Napoléon, cédant Sedan, céda ses dents ("Napoleone, cedendo Sedan, cedette i suoi denti") è uno scioglilingua che un tempo era ben noto a chi studiasse Francese.
La battaglia di Sedan avvenne fra il 31 agosto ed il 2 settembre del 1870 e fu clamorosamente vinta dai Prussiani.
Insieme alla sconfitta della Francia segnò anche la fine del Secondo Impero di Napoleone III.
Nel quadro di Alphonse de Neuville troviamo rappresentati gli scontri di Bazeilles, che videro contrapposta la fanteria bavarese alla fanteria di marina francese.
Questo episodio fu detto anche delle "ultime cartucce", per via della resistenza eroica dei francesi. Questi ultimi si giovarono anche dell'aiuto dei civili, molti dei quali si videro le case incendiate o furono sommariamente passati per le armi dai soldati bavaresi in quanto ritenuti "franchi tiratori".
Inizia qui, per la Storia contemporanea, la prassi bellica che prenderà poi il nome di contro-guerriglia.
LA
BATTAGLIA DI SEDAN : IMPLICAZIONI SUCCESSIVE AD UN EVENTO
DIMENTICATO
di Mauro Scorzato
di Mauro Scorzato
Ricade
domani l’anniversario della battaglia di Sedan, una delle più
brucianti sconfitte della Francia che dovrà aspettare ottant’anni
circa per trovarne una di ancor più vergognosa in Vietnam a Dien
Bien Phu. Questa battaglia, la cui conoscenza viene generalmente
trascurata nelle nostre scuole, per noi italiani è ricca di spunti:
innanzitutto fu una battaglia di “distruzione” che si poneva come
obbiettivo la totale distruzione delle forze nemiche (francesi) per
manovra costringendo quindi la capitolazione generale. Lo stesso fu
tentato, cinquant’anni dopo, a Caporetto con esiti comunque non
altrettanto felici, dal momento che il grosso del Regio Esercito
Italiano riuscì a sgusciare dalla manovra a tenaglia sfruttando con
più intelligenza i corsi d’acqua che si frapponevano al cammino
degli attaccanti (anche in Francia vi erano corsi d’acqua rilevanti
ma i Francesi non sembravano averci fatto caso, vista la riottosità
tutta francese di presidiare ponti e guadi).
Nella
battaglia prodromica di Sedan, a Gravelotte, nella località di Saint
Privat, furono schierate per la prima volta in Europa le armi che
tanto avrebbero fatto parlare nel futuro: le mitragliatrici, ancora
comunque chiamate “cannon à balles” (cannoni a proiettili).

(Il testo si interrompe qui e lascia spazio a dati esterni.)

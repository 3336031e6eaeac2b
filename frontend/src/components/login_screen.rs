use shared::LoginRequest;
use web_sys::HtmlInputElement;
use yew::prelude::*;

use crate::state::LoginForm;

#[derive(Properties, PartialEq)]
pub struct LoginScreenProps {
    pub on_login: Callback<LoginRequest>,
    pub error: Option<String>,
}

#[function_component(LoginScreen)]
pub fn login_screen(props: &LoginScreenProps) -> Html {
    let form = use_state(LoginForm::default);

    let on_mobile_input = {
        let form = form.clone();
        Callback::from(move |e: InputEvent| {
            let input: HtmlInputElement = e.target_unchecked_into();
            let mut next = (*form).clone();
            next.mobile = input.value();
            form.set(next);
        })
    };

    let on_farm_name_input = {
        let form = form.clone();
        Callback::from(move |e: InputEvent| {
            let input: HtmlInputElement = e.target_unchecked_into();
            let mut next = (*form).clone();
            next.farm_name = input.value();
            form.set(next);
        })
    };

    let on_submit = {
        let form = form.clone();
        let on_login = props.on_login.clone();
        Callback::from(move |e: SubmitEvent| {
            e.prevent_default();
            // Both fields are required; a blank form sends nothing
            if let Some(request) = form.to_request() {
                on_login.emit(request);
            }
        })
    };

    html! {
        <div class="login-screen">
            <div class="login-card">
                <h1 class="login-title">{"🐄 CowManager"}</h1>
                <p class="login-subtitle">{"Insemination and pregnancy tracking for your herd"}</p>

                {if let Some(error) = &props.error {
                    html! { <div class="login-error">{error}</div> }
                } else {
                    html! {}
                }}

                <form class="login-form" onsubmit={on_submit}>
                    <div class="form-group">
                        <label for="login-mobile">{"Mobile Number"}</label>
                        <input
                            id="login-mobile"
                            type="tel"
                            placeholder="Enter mobile number"
                            value={form.mobile.clone()}
                            oninput={on_mobile_input}
                            required=true
                        />
                    </div>
                    <div class="form-group">
                        <label for="login-farm-name">{"Farm Name"}</label>
                        <input
                            id="login-farm-name"
                            type="text"
                            placeholder="Enter farm name"
                            value={form.farm_name.clone()}
                            oninput={on_farm_name_input}
                            required=true
                        />
                    </div>
                    <button type="submit" class="btn btn-primary">{"Login"}</button>
                </form>
            </div>
        </div>
    }
}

Quest’arma, sviluppata dall’ing. Verchères de Reffye con fondi
provenienti direttamente dalle tasche di Napoleone III per questioni
di segretezza (la cosa riuscì talmente bene che ancora oggi molti
storici “ruspanti” piazzano l’esordio delle mitragliatrici
nella Prima Guerra Mondiale) fu usata in postazioni mimetizzate
contro gli attacchi della Guardia Prussiana del Principe del
Wuertemberg, con i risultati che ritroveremo amplificati nel primo
conflitto mondiale. I tedeschi stessi (al tempo ancora Prussiani)

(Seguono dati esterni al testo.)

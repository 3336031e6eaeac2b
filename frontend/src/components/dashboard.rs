use chrono::NaiveDate;
use yew::prelude::*;

use crate::state::herd_state::{HerdState, DAILY_TIP};

#[derive(Properties, PartialEq)]
pub struct DashboardProps {
    pub herd: HerdState,
    pub today: NaiveDate,
    /// Jump to the inseminations tab from a reminder card
    pub on_confirm_now: Callback<()>,
}

#[function_component(Dashboard)]
pub fn dashboard(props: &DashboardProps) -> Html {
    let reminders = props.herd.reminders(props.today);
    let recent = props.herd.recent_records();

    let on_confirm_now = {
        let on_confirm_now = props.on_confirm_now.clone();
        Callback::from(move |_: MouseEvent| on_confirm_now.emit(()))
    };

    html! {
        <div class="dashboard">
            <div class="stat-cards">
                <div class="stat-card">
                    <span class="stat-label">{"Total Cows"}</span>
                    <span class="stat-value">{props.herd.total_cows()}</span>
                </div>
                <div class="stat-card stat-card-pregnant">
                    <span class="stat-label">{"Pregnant"}</span>
                    <span class="stat-value">{props.herd.pregnant_cows().len()}</span>
                </div>
            </div>

            {if !reminders.is_empty() {
                html! {
                    <section class="heat-check-alerts">
                        <h3>{"⚠️ Heat Check Needed"}</h3>
                        {for reminders.iter().map(|reminder| html! {
                            <div class="alert-card" key={reminder.record.id.clone()}>
                                <div class="alert-text">
                                    <strong>{reminder.cow_name.clone()}</strong>
                                    <span>{format!("{} days since insemination", reminder.days_since_insemination)}</span>
                                </div>
                                <button class="btn btn-small" onclick={on_confirm_now.clone()}>{"Confirm Now"}</button>
                            </div>
                        })}
                    </section>
                }
            } else {
                html! {}
            }}

            <section class="daily-tip">
                <h3>{"💡 Daily Tip"}</h3>
                <p>{DAILY_TIP}</p>
            </section>

            <section class="recent-activity">
                <h3>{"Recent Activity"}</h3>
                {if recent.is_empty() {
                    html! { <p class="empty-state">{"No inseminations recorded yet"}</p> }
                } else {
                    html! {
                        <ul class="activity-list">
                            {for recent.iter().map(|record| {
                                let badge = classes!(
                                    "status-badge",
                                    if record.is_confirmed { "confirmed" } else { "pending" }
                                );
                                html! {
                                    <li class="activity-item" key={record.id.clone()}>
                                        <span class="activity-cow">{props.herd.dashboard_cow_name(&record.cow_id)}</span>
                                        <span class="activity-date">{record.date.clone()}</span>
                                        <span class={badge}>{record.status_label()}</span>
                                    </li>
                                }
                            })}
                        </ul>
                    }
                }}
            </section>
        </div>
    }
}
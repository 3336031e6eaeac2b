//! # Domain Module
//!
//! Business rules of CowManager: farmer login, herd management, insemination
//! records, the derived pregnancy and heat-check views, and the advisory
//! assistant.
//!
//! Services work on the domain models and commands defined here and reach
//! storage only through the traits in `crate::storage::traits`. The derived
//! views come from `shared::herd`, which the frontend uses as well, so both
//! sides compute them the same way.
//!
//! ## Business Rules
//!
//! - Every cow and insemination record belongs to exactly one farmer
//! - Deleting a cow deletes its insemination records
//! - A record starts unconfirmed and, once confirmed, stays confirmed
//! - A pending record needs a heat check 22 days after insemination

pub mod advisory_service;
pub mod commands;
pub mod cow_service;
pub mod errors;
pub mod farmer_service;
pub mod herd_service;
pub mod insemination_service;
pub mod models;

pub use advisory_service::{AdvisoryService, TextGenerator};
pub use cow_service::CowService;
pub use errors::{AdvisoryError, DomainError};
pub use farmer_service::FarmerService;
pub use herd_service::HerdService;
pub use insemination_service::InseminationService;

rielaborarono il concetto tattico applicato dai Francesi a Saint
Privat, lo inserirono nella loro dottrina integrandolo con le altre
armi ed ostacoli (leggi : reticolato) e lo rivolsero contro gli
inventori, nel conflitto successivo, con i risultati conosciuti.
Ma
vi è un’altra innovazione di cui anche noi avremmo fatto le spese
nel futuro: infatti la capitolazione di Napoleone III a Sedan, con i
suoi 83.000 prigionieri (ovverossia una cifra spropositata per i
tempi) non significò affatto la capitolazione della Francia, che in
effetti avvenne all’inizio del 1871. Al contrario, il popolo
francese decise di intraprendere quel tipo di combattimento che
avevano visto svilupparsi e avevano tanto ferocemente represso in
Spagna circa settant’anni prima: nascono così i “franc
tireurs”ovverossia i “franchi tiratori”, cioè individui e/o
piccoli gruppi di civili che svincolati da ogni gerarchia militare
(“franchi”) aprono il fuoco con armi portatili (“tiratori”)

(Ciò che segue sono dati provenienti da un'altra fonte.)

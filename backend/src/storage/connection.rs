use anyhow::{anyhow, Context, Result};
use serde::de::DeserializeOwned;
use serde::Serialize;
use serde_json::Value;
use std::path::Path;
use std::sync::{Arc, Mutex, MutexGuard};
use tracing::{info, warn};

use super::json_store::JsonFileStore;
use super::memory_store::MemoryStore;
use super::traits::RecordStore;

/// The fixed keys of the record store
pub mod keys {
    pub const FARMERS: &str = "cowmanager_farmers";
    pub const COWS: &str = "cowmanager_cows";
    pub const INSEMINATIONS: &str = "cowmanager_inseminations";
    pub const CURRENT_USER: &str = "cowmanager_current_user";
}

/// A collection as read for an update: the entries that parsed, plus the
/// ones that did not, carried along untouched
#[derive(Debug)]
pub struct Collection<T> {
    pub items: Vec<T>,
    unreadable: Vec<Value>,
}

impl<T> Default for Collection<T> {
    fn default() -> Self {
        Self {
            items: Vec::new(),
            unreadable: Vec::new(),
        }
    }
}

/// StoreConnection gives typed JSON access to a `RecordStore` and owns the
/// write lock shared by every repository built on it.
#[derive(Clone)]
pub struct StoreConnection {
    store: Arc<dyn RecordStore>,
    write_lock: Arc<Mutex<()>>,
}

impl StoreConnection {
    pub fn new(store: Arc<dyn RecordStore>) -> Self {
        Self {
            store,
            write_lock: Arc::new(Mutex::new(())),
        }
    }

    /// Open a file-backed store in `directory`
    pub fn open_json<P: AsRef<Path>>(directory: P) -> Result<Self> {
        let store = JsonFileStore::new(directory.as_ref())?;
        info!("Opened record store at {}", store.directory().display());
        Ok(Self::new(Arc::new(store)))
    }

    /// Create a connection backed by an in-memory store
    pub fn in_memory() -> Self {
        Self::new(Arc::new(MemoryStore::new()))
    }

    /// Hold this while doing a read-modify-write on any key
    pub fn write_guard(&self) -> Result<MutexGuard<'_, ()>> {
        self.write_lock
            .lock()
            .map_err(|_| anyhow!("Store write lock poisoned"))
    }

    /// Read a whole collection for display. A missing key is an empty
    /// collection; entries that no longer parse are logged and skipped.
    pub fn read_all<T: DeserializeOwned>(&self, key: &str) -> Result<Vec<T>> {
        Ok(self.read_collection(key)?.items)
    }

    /// Read a collection for a read-modify-write. Entries that do not parse
    /// are kept aside verbatim so `write_collection` puts them back.
    ///
    /// A value that is not a JSON array at all is an error: nothing may be
    /// written over a collection that could not be read.
    pub fn read_collection<T: DeserializeOwned>(&self, key: &str) -> Result<Collection<T>> {
        let Some(raw) = self.store.get(key)? else {
            return Ok(Collection::default());
        };

        let entries: Vec<Value> = serde_json::from_str(&raw)
            .with_context(|| format!("Stored value under {} is not a valid collection", key))?;

        let mut collection = Collection::default();
        for entry in entries {
            match serde_json::from_value::<T>(entry.clone()) {
                Ok(item) => collection.items.push(item),
                Err(e) => {
                    warn!("Skipping unreadable entry under {}: {}", key, e);
                    collection.unreadable.push(entry);
                }
            }
        }
        Ok(collection)
    }

    /// Write back a collection read with `read_collection`, unreadable
    /// entries included
    pub fn write_collection<T: Serialize>(&self, key: &str, collection: &Collection<T>) -> Result<()> {
        let mut entries = Vec::with_capacity(collection.items.len() + collection.unreadable.len());
        for item in &collection.items {
            entries.push(
                serde_json::to_value(item)
                    .with_context(|| format!("Failed to serialize entry for {}", key))?,
            );
        }
        entries.extend(collection.unreadable.iter().cloned());
        self.write_all(key, &entries)
    }

    /// Replace a whole collection
    pub fn write_all<T: Serialize>(&self, key: &str, items: &[T]) -> Result<()> {
        let raw = serde_json::to_string(items)
            .with_context(|| format!("Failed to serialize collection for {}", key))?;
        self.store.set(key, &raw)
    }

    /// Read a single object. Unreadable values behave like a missing key.
    pub fn read_one<T: DeserializeOwned>(&self, key: &str) -> Result<Option<T>> {
        let Some(raw) = self.store.get(key)? else {
            return Ok(None);
        };

        match serde_json::from_str::<T>(&raw) {
            Ok(value) => Ok(Some(value)),
            Err(e) => {
                warn!("Stored value under {} is unreadable, ignoring it: {}", key, e);
                Ok(None)
            }
        }
    }

    pub fn write_one<T: Serialize>(&self, key: &str, value: &T) -> Result<()> {
        let raw = serde_json::to_string(value)
            .with_context(|| format!("Failed to serialize value for {}", key))?;
        self.store.set(key, &raw)
    }

    pub fn remove(&self, key: &str) -> Result<bool> {
        self.store.delete(key)
    }
}

#[cfg(test)]
mod tests {
    use super::*;
    use serde::Deserialize;

    #[derive(Debug, PartialEq, Serialize, Deserialize)]
    struct Item {
        id: String,
    }

    #[test]
    fn test_missing_collection_is_empty() {
        let connection = StoreConnection::in_memory();
        let items: Vec<Item> = connection.read_all(keys::COWS).unwrap();
        assert!(items.is_empty());
    }

    #[test]
    fn test_collection_roundtrip_keeps_order() {
        let connection = StoreConnection::in_memory();
        let items = vec![Item { id: "b".into() }, Item { id: "a".into() }];

        connection.write_all(keys::COWS, &items).unwrap();
        let loaded: Vec<Item> = connection.read_all(keys::COWS).unwrap();
        assert_eq!(loaded, items);
    }

    #[derive(Debug, PartialEq, Serialize, Deserialize)]
    struct Named {
        id: String,
        name: String,
    }

    #[test]
    fn test_unparseable_collection_is_an_error() {
        let store = Arc::new(MemoryStore::new());
        store.set(keys::INSEMINATIONS, "not json").unwrap();
        let connection = StoreConnection::new(store.clone());

        assert!(connection.read_all::<Item>(keys::INSEMINATIONS).is_err());
        assert!(connection.read_collection::<Item>(keys::INSEMINATIONS).is_err());
        assert_eq!(store.get(keys::INSEMINATIONS).unwrap().as_deref(), Some("not json"));

        let one: Option<Item> = connection.read_one(keys::INSEMINATIONS).unwrap();
        assert!(one.is_none());
    }

    #[test]
    fn test_bad_entries_are_skipped_and_preserved() {
        let store = Arc::new(MemoryStore::new());
        store
            .set(keys::COWS, r#"[{"id":"a","name":"Lakshmi"},{"id":"b"},{"id":"c","name":"Gauri"}]"#)
            .unwrap();
        let connection = StoreConnection::new(store.clone());

        let listed: Vec<Named> = connection.read_all(keys::COWS).unwrap();
        let ids: Vec<&str> = listed.iter().map(|n| n.id.as_str()).collect();
        assert_eq!(ids, vec!["a", "c"]);

        let mut collection: Collection<Named> = connection.read_collection(keys::COWS).unwrap();
        collection.items.push(Named { id: "d".into(), name: "Kamdhenu".into() });
        connection.write_collection(keys::COWS, &collection).unwrap();

        let stored: Vec<Value> = serde_json::from_str(&store.get(keys::COWS).unwrap().unwrap()).unwrap();
        assert_eq!(stored.len(), 4);
        assert!(stored.contains(&serde_json::json!({"id": "b"})));
    }

    #[test]
    fn test_single_value_and_remove() {
        let connection = StoreConnection::in_memory();
        connection.write_one(keys::CURRENT_USER, &Item { id: "x".into() }).unwrap();

        let loaded: Option<Item> = connection.read_one(keys::CURRENT_USER).unwrap();
        assert_eq!(loaded, Some(Item { id: "x".into() }));

        assert!(connection.remove(keys::CURRENT_USER).unwrap());
        let loaded: Option<Item> = connection.read_one(keys::CURRENT_USER).unwrap();
        assert!(loaded.is_none());
    }
}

contro le truppe di occupazione, al solo scopo di infliggere perdite
umane: al termine dell’azione nascondevano le armi e si
confondevano con la popolazione civile. Tra i “tiratori” si
trovavano parecchi Garibaldini italiani, ex -combattenti inglesi ma
anche molti briganti che così speravano di ottenere amnistia.
Tale
tattica, che, a dire la verità trova il fondamento in un decreto
imperiale del 28 luglio che incoraggiava la creazione di formazioni
di civili in armi, faceva inorridire i tetragoni strateghi prussiani:
per loro il conflitto era uno scontro di intelligenze, più che una
mattanza di inconsapevoli. A dire la verità anche loro avevano
pensato ad una tattica simile nel caso le sorti non fossero state
favorevoli allo stato Prussiano, anzi l’idea di armare la
popolazione civile in caso di invasione era già stata postulata da
Bismark. In ogni caso tale tattica si dimostrò talmente efficace da
meritarsi uno studio a parte in quello che oggi definiremmo il “ciclo
delle lezioni apprese” al termine del conflitto. Quello che ne uscì
lo ritoveremo nel Primo conflitto mondiale in Belgio, con la
deportazione e la riduzione alla fame della popolazione civile, ma
soprattutto nel Secondo Conflitto mondiale; le stragi che ancor oggi
il Presidente Mattarella richiama alla memoria non furono un parto
della Germania nazista ma furono teorizzate molti anni prima della
nascita del partito Nazista e quasi in concomitanza con la nascita
della Germania. E non a caso nelle Convenzioni dell’Aia (ben prima
del Secondo Conflitto Mondiale) si pone l’accento sul “legittimo
combattente” ovverossia il combattente che risponde ad una
gerarchia riconosciuta e porta apertamente le armi (quindi non
“franc”) e si legittima la rappresaglia fino a 10 a 1.
In
conclusione, gli spunti per una revisione critica di quanto successo
in seguito, in particolare con l’avvento delle armi automatiche
(ricordiamo che nella stessa guerra ritroviamo il primo impiego di
massa di armi a retrocarica, i notissimi Chassepots che già fecero
strage di garibaldini a Mentana) dei primi cannoni a retrocarica a
proiettile scoppiante (i famosi Krupp) ma soprattutto lo scottante
argomento di guerriglia-controguerriglia che ancora oggi riscalda gli
animi, facendo spargere molte parole e molto poco sapere. (M.S.)